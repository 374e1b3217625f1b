//! Plugin record
//!
//! A `Plugin` is the runtime unit the registry owns: identity, manifest,
//! console history and, while running, its sandbox. Run state is derived
//! from whether a sandbox is attached, so a stopped plugin cannot hold
//! handlers or any other engine state.

use std::fmt;
use std::path::{Path, PathBuf};

use serde::{Deserialize, Serialize};
use ts_rs::TS;

use g4_js_runtime::{DebugLog, DebugMessage, HandlerRegistration, Sandbox};

use crate::manifest::PluginManifest;
use crate::snapshot::PluginSnapshot;

/// Plugin lifecycle states
#[derive(Debug, Clone, Copy, PartialEq, Eq, Serialize, Deserialize, TS)]
#[ts(export)]
pub enum RunState {
    Stopped,
    Running,
}

impl fmt::Display for RunState {
    fn fmt(&self, f: &mut fmt::Formatter<'_>) -> fmt::Result {
        match self {
            Self::Stopped => f.write_str("stopped"),
            Self::Running => f.write_str("running"),
        }
    }
}

pub struct Plugin {
    /// Bundle directory name; the only key used to address the plugin
    id: String,
    bundle_dir: PathBuf,
    manifest: PluginManifest,
    console: DebugLog,
    sandbox: Option<Sandbox>,
}

impl Plugin {
    /// Create a stopped plugin.
    pub fn new(id: impl Into<String>, bundle_dir: impl Into<PathBuf>, manifest: PluginManifest) -> Self {
        let id = id.into();
        Self {
            console: DebugLog::new(id.clone()),
            id,
            bundle_dir: bundle_dir.into(),
            manifest,
            sandbox: None,
        }
    }

    pub fn id(&self) -> &str {
        &self.id
    }

    pub fn bundle_dir(&self) -> &Path {
        &self.bundle_dir
    }

    pub fn manifest(&self) -> &PluginManifest {
        &self.manifest
    }

    pub fn script_path(&self) -> PathBuf {
        self.bundle_dir.join(&self.manifest.script_entry)
    }

    pub fn icon_path(&self) -> PathBuf {
        self.bundle_dir.join(&self.manifest.icon)
    }

    pub fn run_state(&self) -> RunState {
        if self.sandbox.is_some() {
            RunState::Running
        } else {
            RunState::Stopped
        }
    }

    pub fn is_running(&self) -> bool {
        self.sandbox.is_some()
    }

    pub fn console(&self) -> &DebugLog {
        &self.console
    }

    pub fn debug_messages(&self) -> Vec<DebugMessage> {
        self.console.messages()
    }

    /// Listeners registered by the running script; empty when stopped.
    pub fn event_handlers(&self) -> Vec<HandlerRegistration> {
        self.sandbox
            .as_ref()
            .map(Sandbox::registrations)
            .unwrap_or_default()
    }

    pub fn handler_count(&self) -> usize {
        self.sandbox.as_ref().map_or(0, Sandbox::handler_count)
    }

    pub fn snapshot(&self) -> PluginSnapshot {
        PluginSnapshot {
            id: self.id.clone(),
            name: self.manifest.name.clone(),
            author: self.manifest.author.clone(),
            description: self.manifest.description.clone(),
            icon: self.icon_path().display().to_string(),
            version: self.manifest.version.clone(),
            run_state: self.run_state(),
            handler_count: self.handler_count(),
            debug_messages: self.debug_messages(),
        }
    }

    pub(crate) fn sandbox(&self) -> Option<&Sandbox> {
        self.sandbox.as_ref()
    }

    pub(crate) fn attach(&mut self, sandbox: Sandbox) {
        self.sandbox = Some(sandbox);
    }

    pub(crate) fn detach(&mut self) -> Option<Sandbox> {
        self.sandbox.take()
    }
}

impl fmt::Debug for Plugin {
    fn fmt(&self, f: &mut fmt::Formatter<'_>) -> fmt::Result {
        f.debug_struct("Plugin")
            .field("id", &self.id)
            .field("bundle_dir", &self.bundle_dir)
            .field("manifest", &self.manifest)
            .field("run_state", &self.run_state())
            .field("messages", &self.console.len())
            .finish()
    }
}

#[cfg(test)]
mod tests {
    use super::*;

    fn manifest() -> PluginManifest {
        PluginManifest {
            name: "Clock".into(),
            author: String::new(),
            description: String::new(),
            icon: "icon.png".into(),
            version: "1.0".into(),
            script_entry: "src/main.js".into(),
        }
    }

    #[test]
    fn test_new_plugin_is_stopped_and_empty() {
        let plugin = Plugin::new("clock", "/plugins/clock", manifest());
        assert_eq!(plugin.run_state(), RunState::Stopped);
        assert!(plugin.event_handlers().is_empty());
        assert!(plugin.debug_messages().is_empty());
        assert_eq!(plugin.console().plugin_id(), "clock");
    }

    #[test]
    fn test_paths_resolve_inside_bundle() {
        let plugin = Plugin::new("clock", "/plugins/clock", manifest());
        assert_eq!(plugin.script_path(), PathBuf::from("/plugins/clock/src/main.js"));
        assert_eq!(plugin.icon_path(), PathBuf::from("/plugins/clock/icon.png"));
    }

    #[test]
    fn test_snapshot_mirrors_plugin() {
        let plugin = Plugin::new("clock", "/plugins/clock", manifest());
        let snapshot = plugin.snapshot();
        assert_eq!(snapshot.id, "clock");
        assert_eq!(snapshot.name, "Clock");
        assert_eq!(snapshot.run_state, RunState::Stopped);
        assert_eq!(snapshot.handler_count, 0);
    }
}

········

Please copy exactly the lines from the first line of the records above through the line containing "use ts_rs::TS;", including both, and nothing more.

▶ **RESPONSE AREA**
repository 374e1b3217625f1b
//! Plugin record
//!
//! A `Plugin` is the runtime unit the registry owns: identity, manifest,
//! console history and, while running, its sandbox. Run state is derived
//! from whether a sandbox is attached, so a stopped plugin cannot hold
//! handlers or any other engine state.

use std::fmt;
use std::path::{Path, PathBuf};

use serde::{Deserialize, Serialize};
use ts_rs::TS;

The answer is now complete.